Francis’ conservatism (he is the first Jesuit Pope) also means he is unlikely to be on the vanguard of Catholic-Protestant ecumenism. Traditional Catholics believe — wrongly and presumptuously — that there is ordinarily no salvation outside the Roman communion. But we theologically and culturally conservative (that is to say, Biblical) Protestants are not especially troubled by this intransigence. After all, we were not eager to join Rome in the first place.

Such serious disagreements stand in the way of any thought of either organizational or organic unity (the locus of authority, the appropriation of salvation, the nature of the church) that only squishy lowest-common-denominator religionists on either side of the Catholic-Protestant divide would seriously consider serious ecumenism. We orthodox Protestants have too much respect for Catholics like Francis than to expect them to pretend the differences are bridgeable.

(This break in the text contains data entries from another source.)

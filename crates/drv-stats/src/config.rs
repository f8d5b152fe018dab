//! Configuration for drv-stats
//!
//! Centralized tolerances and presentation settings. The defaults accept
//! probabilities summing to 1 within 1e-7.

use serde::{Deserialize, Serialize};
use thiserror::Error;

/// Top-level configuration
#[derive(Debug, Clone, PartialEq, Default, Serialize, Deserialize)]
#[serde(default)]
pub struct DrvConfig {
    /// Input validation settings
    pub input: InputConfig,
    /// Summary computation settings
    pub summary: SummaryConfig,
    /// Host display settings
    pub display: DisplayConfig,
}

/// Input validation configuration
#[derive(Debug, Clone, PartialEq, Serialize, Deserialize)]
#[serde(default)]
pub struct InputConfig {
    /// Maximum allowed |1 - sum(p)|
    pub normalization_tolerance: f64,
}

impl Default for InputConfig {
    fn default() -> Self {
        Self {
            normalization_tolerance: 1e-7,
        }
    }
}

/// Summary computation configuration
#[derive(Debug, Clone, PartialEq, Serialize, Deserialize)]
#[serde(default)]
pub struct SummaryConfig {
    /// Slack allowed when comparing a cumulative probability against a quantile level
    pub quantile_tolerance: f64,
    /// Report a variance that cancels to a tiny negative value as 0
    pub clamp_negative_variance: bool,
    /// Standardized skewness below this magnitude counts as symmetric
    pub skew_tolerance: f64,
}

impl Default for SummaryConfig {
    fn default() -> Self {
        Self {
            quantile_tolerance: 1e-7,
            clamp_negative_variance: true,
            skew_tolerance: 1e-9,
        }
    }
}

/// Display configuration for hosts
#[derive(Debug, Clone, PartialEq, Serialize, Deserialize)]
#[serde(default)]
pub struct DisplayConfig {
    /// Decimal places for printed statistics
    pub precision: usize,
}

impl Default for DisplayConfig {
    fn default() -> Self {
        Self { precision: 4 }
    }
}

impl DrvConfig {
    /// Load configuration from a TOML string
    pub fn from_toml(toml_str: &str) -> Result<Self, ConfigError> {
        let config: Self = toml::from_str(toml_str)?;
        config.validate()?;
        Ok(config)
    }

    /// Serialize configuration to TOML
    pub fn to_toml(&self) -> Result<String, ConfigError> {
        Ok(toml::to_string_pretty(self)?)
    }

    /// Load configuration from a JSON string
    pub fn from_json(json_str: &str) -> Result<Self, ConfigError> {
        let config: Self = serde_json::from_str(json_str)?;
        config.validate()?;
        Ok(config)
    }

    /// Serialize configuration to JSON
    pub fn to_json(&self) -> Result<String, ConfigError> {
        Ok(serde_json::to_string_pretty(self)?)
    }

    /// Validate configuration values
    pub fn validate(&self) -> Result<(), ConfigError> {
        validate_tolerance(
            "input.normalization_tolerance",
            self.input.normalization_tolerance,
        )?;
        validate_tolerance("summary.quantile_tolerance", self.summary.quantile_tolerance)?;

        if !self.summary.skew_tolerance.is_finite() || self.summary.skew_tolerance < 0.0 {
            return Err(ConfigError::OutOfRange(
                "summary.skew_tolerance must be a non-negative number".to_string(),
            ));
        }

        if self.display.precision > 15 {
            return Err(ConfigError::OutOfRange(
                "display.precision must be at most 15".to_string(),
            ));
        }

        Ok(())
    }
}

fn validate_tolerance(name: &str, value: f64) -> Result<(), ConfigError> {
    if !value.is_finite() || value <= 0.0 || value > 1e-2 {
        return Err(ConfigError::OutOfRange(format!(
            "{} must be in (0, 0.01], got {}",
            name, value
        )));
    }
    Ok(())
}

/// Configuration loading or validation error
#[derive(Debug, Error)]
pub enum ConfigError {
    /// Value is out of valid range
    #[error("Value out of range: {0}")]
    OutOfRange(String),

    #[error("Invalid TOML: {0}")]
    TomlDe(#[from] toml::de::Error),

    #[error("Cannot write TOML: {0}")]
    TomlSer(#[from] toml::ser::Error),

    #[error("Invalid JSON: {0}")]
    Json(#[from] serde_json::Error),
}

For there to be a huge union, there must be huge changes.  Papering over differences under the guise of Christian charity is a slap in the face to doctrinal orthodoxies on either side.

Toward a Cultural Ecumenism

But doctrinal orthodoxies do not forbid cultural orthodoxies — nay, they produce them — and those cultural orthodoxies in turn generate cultural ecumenism. Which is to say, we Protestants stand as cobelligerents with Francis and his cohorts in championing a culture of life (and against aborticide and euthanasia and cloning and human egg harvesting), a culture of the family (and against homosexuality and all other extramarital sexual license), and a culture of liberty (and against political tyranny).

You cannot stand for truth in culture without standing against evil in culture.  [ Tweet this! ]And in standing for truth and against evil, we orthodox Protestants stand shoulder to shoulder with orthodox Roman Catholics in the culture wars.

A Sectarian Culture Warrior

The squishy ecumenists on both sides will likely find the traditionally sectarian Francis a less than stellar champion.

But we Protestant culture warriors much prefer a sectarian culture warrior to an ecumenical culture wimp. We can live (and have lived for nearly 500 years) with theological sectarianism.

But enduring both theologically and culturally apostate Protestants and Catholics is a burden we are not prepared to bear.